Başbakan Yardımcısı Yalçın Akdoğan, "Türkiye, Avrupa Birliği üyeliğini önemsiyor ama koşu bandında koşmak gibi... Koşuyorsun koşuyorsun bir yere vardığımız yok, hep koşmak bize düşüyor. Böyle bir ilişki olabilir mi?" dedi.
ATO Congresium'da Yurtdışı Türkler ve Akraba Topluluklar Başkanlığı ile Dış Ekonomik İlişkiler Kurulu (DEİK) işbirliğince düzenlenen "5. Uluslararası Öğrenciler Mezuniyet Programı ve Kariyer Günleri"ne Akdoğan'ın yanı sıra Dışişleri Bakanı Mevlüt Çavuşoğlu, Yurtdışı Türkler ve Akraba Topluluklar Başkanı Kudret Bülbül de katıldı.
Akdoğan, burada yaptığı konuşmada, Türkiye'nin son dönemde özellikle terör ve göçmenler konusunda yalnız bırakıldığına dikkati çekti.
Yalçın Akdoğan, Avrupa ülkelerinde bir hadise meydana geldiğinde önemsendiğini ama Pakistan, Irak, Yemen ya da Türkiye'de gerçekleştiğinde ise uluslararası haber kanallarının bile olaya yer vermediğini, bu durumun da "çifte standart" şeklinde yorumlanabileceğini belirtti.

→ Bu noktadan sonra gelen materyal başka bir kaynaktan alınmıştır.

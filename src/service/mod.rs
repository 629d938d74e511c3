//! Todo service module.
//!
//! [`TodoService`] holds the business rules for lists and entries: presence
//! checks on entity arguments, visibility and completion filters, the
//! transactional list copy, and reminder firing. It reaches the store only
//! through the repositories, opening transaction boundaries where a workflow
//! spans several writes.
//!
//! Time-dependent operations take the reference timestamp as a parameter so
//! that callers decide what "now" is.
//!
//! # Example
//! ```rust,no_run
//! use todolist::service::{ListVisibility, TodoService};
//! use todolist::storage::LocalStorage;
//! use todolist::entities::list;
//!
//! # async fn example() -> anyhow::Result<()> {
//! let service = TodoService::new(LocalStorage::in_memory().await?);
//!
//! let groceries = service.insert_list(Some(list::Model::new("Groceries", false))).await?;
//! let visible = service.get_todo_lists(ListVisibility::VisibleOnly).await?;
//! assert!(visible.contains(&groceries));
//! # Ok(())
//! # }
//! ```

pub mod entries;
pub mod lists;

use crate::error::{TodoError, TodoResult};
use crate::storage::LocalStorage;

/// Which lists [`TodoService::get_todo_lists`] returns.
#[derive(Copy, Clone, Debug, Default, PartialEq, Eq)]
pub enum ListVisibility {
    #[default]
    All,
    HiddenOnly,
    VisibleOnly,
}

impl ListVisibility {
    /// Value the `hide` column must have, or `None` for no filter.
    pub fn hide_filter(self) -> Option<bool> {
        match self {
            Self::All => None,
            Self::HiddenOnly => Some(true),
            Self::VisibleOnly => Some(false),
        }
    }
}

/// Maps the `hidden` flag of a request: `Some(true)` hidden lists,
/// `Some(false)` visible lists, `None` everything.
impl From<Option<bool>> for ListVisibility {
    fn from(hidden: Option<bool>) -> Self {
        match hidden {
            Some(true) => Self::HiddenOnly,
            Some(false) => Self::VisibleOnly,
            None => Self::All,
        }
    }
}

/// Service exposing list and entry operations over [`LocalStorage`].
#[derive(Clone, Debug)]
pub struct TodoService {
    storage: LocalStorage,
}

impl TodoService {
    pub fn new(storage: LocalStorage) -> Self {
        Self { storage }
    }

    pub fn storage(&self) -> &LocalStorage {
        &self.storage
    }

    pub fn into_storage(self) -> LocalStorage {
        self.storage
    }
}

fn require<T>(value: Option<T>, name: &'static str) -> TodoResult<T> {
    value.ok_or(TodoError::InvalidArgument(name))
}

Türkiye'nin 3 milyon civarında mazluma, mağdura ve sığınmacıya kucağını açtığını anımsatan Akdoğan, "Ama kimsenin bu konuda da taşın altına elini koymak gibi bir derdi olmadığını bugüne kadar gördük. Suriye'de siyasi nüfuz mücadelesi için uçaklar kaldırıyorlar, uçak gemileri gönderiyorlar, trilyon dolarlar harcanıyor. 'Gel bir çocuğun elinden tut, başını okşa' dediğinde o süper güçlerin hiçbiri ortada yok." ifadesini kullandı.
"Şehit ailelerinin kabul etmediği hiçbir şeyi kabul etmeyiz"

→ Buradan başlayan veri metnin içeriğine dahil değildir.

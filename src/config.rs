//! Configuration management for todolist
//!
//! This module handles loading, parsing, and validation of configuration files.

use crate::constants::{
    CONFIG_DIR_NAME, CONFIG_FILE_NAME, CONFIG_GENERATED, DATABASE_FILE_NAME, LOCAL_CONFIG_FILE_NAME,
    MAX_POLL_INTERVAL_SECONDS,
};
use crate::storage::MEMORY_DATABASE_URL;
use anyhow::{Context, Result};
use serde::{Deserialize, Serialize};
use std::path::{Path, PathBuf};

/// Log levels accepted in `[logging] level`.
pub const LOG_LEVELS: [&str; 5] = ["error", "warn", "info", "debug", "trace"];

/// Main configuration structure
#[derive(Debug, Clone, Serialize, Deserialize, Default)]
#[serde(default)]
pub struct Config {
    pub database: DatabaseConfig,
    pub reminders: ReminderConfig,
    pub logging: LoggingConfig,
}

/// Database configuration
#[derive(Debug, Clone, Serialize, Deserialize)]
#[serde(default)]
pub struct DatabaseConfig {
    /// SeaORM connection URL, e.g. `sqlite:///home/me/todolist.db?mode=rwc` or `sqlite::memory:`
    pub url: String,
    /// Upper bound of the connection pool (in-memory databases always use one connection)
    pub max_connections: u32,
}

/// Reminder polling configuration
#[derive(Debug, Clone, Serialize, Deserialize)]
#[serde(default)]
pub struct ReminderConfig {
    /// Run the reminder poller
    pub enabled: bool,
    /// Seconds between two reminder checks
    pub poll_interval_seconds: u64,
}

/// Logging configuration
#[derive(Debug, Clone, Serialize, Deserialize)]
#[serde(default)]
pub struct LoggingConfig {
    /// Write logs to a file instead of only reporting warnings on stderr
    pub enabled: bool,
    /// One of error, warn, info, debug, trace
    pub level: String,
    /// Log file path; defaults to the data directory
    pub file: Option<PathBuf>,
}

impl Default for DatabaseConfig {
    fn default() -> Self {
        let url = dirs::data_local_dir()
            .map(|dir| {
                let path = dir.join(CONFIG_DIR_NAME).join(DATABASE_FILE_NAME);
                format!("sqlite://{}?mode=rwc", path.display())
            })
            .unwrap_or_else(|| MEMORY_DATABASE_URL.to_string());

        Self { url, max_connections: 4 }
    }
}

impl Default for ReminderConfig {
    fn default() -> Self {
        Self {
            enabled: true,
            poll_interval_seconds: 5,
        }
    }
}

impl Default for LoggingConfig {
    fn default() -> Self {
        Self {
            enabled: false,
            level: "info".to_string(),
            file: None,
        }
    }
}

impl LoggingConfig {
    /// Parsed log level; `validate` guarantees the string is known.
    pub fn level_filter(&self) -> log::LevelFilter {
        self.level.parse().unwrap_or(log::LevelFilter::Info)
    }
}

impl Config {
    /// Load configuration from file or return defaults
    pub fn load() -> Result<Self> {
        let config_path = Self::find_config_file()?;

        if let Some(path) = config_path {
            Self::load_from_file(&path)
        } else {
            Ok(Self::default())
        }
    }

    /// Load configuration from a specific file
    pub fn load_from_file<P: AsRef<Path>>(path: P) -> Result<Self> {
        let content = std::fs::read_to_string(&path)
            .with_context(|| format!("Failed to read config file: {}", path.as_ref().display()))?;

        let config: Config = toml::from_str(&content)
            .with_context(|| format!("Failed to parse config file: {}", path.as_ref().display()))?;

        config.validate()?;
        Ok(config)
    }

    /// Find configuration file in order of precedence
    fn find_config_file() -> Result<Option<PathBuf>> {
        // 1. Check current directory
        let current_dir_config = PathBuf::from(LOCAL_CONFIG_FILE_NAME);
        if current_dir_config.exists() {
            return Ok(Some(current_dir_config));
        }

        // 2. Check XDG config directory
        if let Ok(xdg_config) = Self::get_default_config_path() {
            if xdg_config.exists() {
                return Ok(Some(xdg_config));
            }
        }

        Ok(None)
    }

    /// Validate configuration values
    pub fn validate(&self) -> Result<()> {
        if self.database.url.trim().is_empty() {
            anyhow::bail!("database url cannot be empty");
        }
        if self.database.max_connections == 0 {
            anyhow::bail!("max_connections must be at least 1");
        }

        let interval = self.reminders.poll_interval_seconds;
        if interval == 0 || interval > MAX_POLL_INTERVAL_SECONDS {
            anyhow::bail!(
                "poll_interval_seconds must be between 1 and {}, got {}",
                MAX_POLL_INTERVAL_SECONDS,
                interval
            );
        }

        if !LOG_LEVELS.contains(&self.logging.level.to_lowercase().as_str()) {
            anyhow::bail!(
                "Invalid logging level '{}', expected one of: {}",
                self.logging.level,
                LOG_LEVELS.join(", ")
            );
        }

        Ok(())
    }

    /// Generate default configuration file
    pub fn generate_default_config<P: AsRef<Path>>(path: P) -> Result<()> {
        let config = Self::default();
        let toml_content = toml::to_string_pretty(&config).context("Failed to serialize default config")?;

        let header = format!(
            "# todolist Configuration File\n# Generated on {}\n\n",
            chrono::Local::now().format("%Y-%m-%d")
        );

        let full_content = header + &toml_content;

        if let Some(parent) = path.as_ref().parent() {
            std::fs::create_dir_all(parent)
                .with_context(|| format!("Failed to create config directory: {}", parent.display()))?;
        }

        std::fs::write(&path, full_content)
            .with_context(|| format!("Failed to write config file: {}", path.as_ref().display()))?;

        println!("{}: {}", CONFIG_GENERATED, path.as_ref().display());
        Ok(())
    }

    /// Get the XDG config directory path
    pub fn get_xdg_config_dir() -> Result<PathBuf> {
        dirs::config_dir()
            .ok_or_else(|| anyhow::anyhow!("Could not determine config directory"))
            .map(|dir| dir.join(CONFIG_DIR_NAME))
    }

    /// Get the default config file path
    pub fn get_default_config_path() -> Result<PathBuf> {
        Ok(Self::get_xdg_config_dir()?.join(CONFIG_FILE_NAME))
    }
}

Başbakan Yardımcısı Akdoğan, Avrupa Birliği sürecinin Türkiye için çok önemli olduğuna değinerek, şöyle devam etti:
"Ama bu yalnız bırakıldığımız konularda Avrupa Birliği'nin nasıl bir vizyonsuzluk içerisinde olduğunu, nasıl bir ortak politika ortaya koyamadığını görüyoruz. Darbe olur, idamlar olur, siyasetçiler asılır, Suriye'de yüz binlerce insan ölür ses çıkaramazlar. Peki ne işe yarıyorsun sen? Türkiye, Avrupa Birliği üyeliğini önemsiyor ama koşu bandında koşmak gibi... Koşuyorsun koşuyorsun bir yere vardığımız yok, hep koşmak bize düşüyor. Böyle bir ilişki olabilir mi? Başka ülkelere Avrupa Birliği üyeliği için şart koşmadıkları şeyleri, vize kabulü için şart koşuyorlar. Böyle bir çifte standart olmaz. Yapıyorsun yapıyorsun yeni yeni şeyler çıkıyor.

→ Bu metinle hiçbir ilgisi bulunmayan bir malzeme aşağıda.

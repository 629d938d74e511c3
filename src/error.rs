//! Error type for todo service operations.

/// Errors returned by [`crate::service::TodoService`].
#[derive(Debug, thiserror::Error)]
pub enum TodoError {
    /// A required entity argument was missing. Raised before the store is touched.
    #[error("Invalid argument: {0} must be provided")]
    InvalidArgument(&'static str),

    /// Failure reported by the store: constraint violations, unknown ids on
    /// update, connection errors.
    #[error(transparent)]
    Store(#[from] sea_orm::DbErr),
}

impl TodoError {
    pub fn is_invalid_argument(&self) -> bool {
        matches!(self, Self::InvalidArgument(_))
    }
}

pub type TodoResult<T> = Result<T, TodoError>;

Şimdi de 'terör tanımı' diye tutturdular. Biz şehit ailelerinin kabul etmediği hiçbir şeyi kabul etmeyiz. İstanbul'un, Edirne'nin, Antalya'nın, Trabzon'un, Van'ın kabul etmediği hiçbir şeyi kabul etmeyiz."
Başbakan Yardımcısı Akdoğan ile Dışişleri Bakanı Çavuşoğlu'nun konuşmaları sonrasında mezun olan yaklaşık 5 bin öğrenci kep attı.
AA
Yorumcuların dikkatine… • İmlası çok bozuk, • Büyük harfle yazılan, • Habere değil yorumculara yönelik, • Diğer kişilere hakaret niteliği taşıyan, • Argo, küfür ve ırkçı ifadeler içeren, • Bir iki kelimelik, konuyu zenginleştirmeyen, yorumlar KESİNLİKLE YAYIMLANMAYACAKTIR. |
Bunlar da ilginizi çekebilir...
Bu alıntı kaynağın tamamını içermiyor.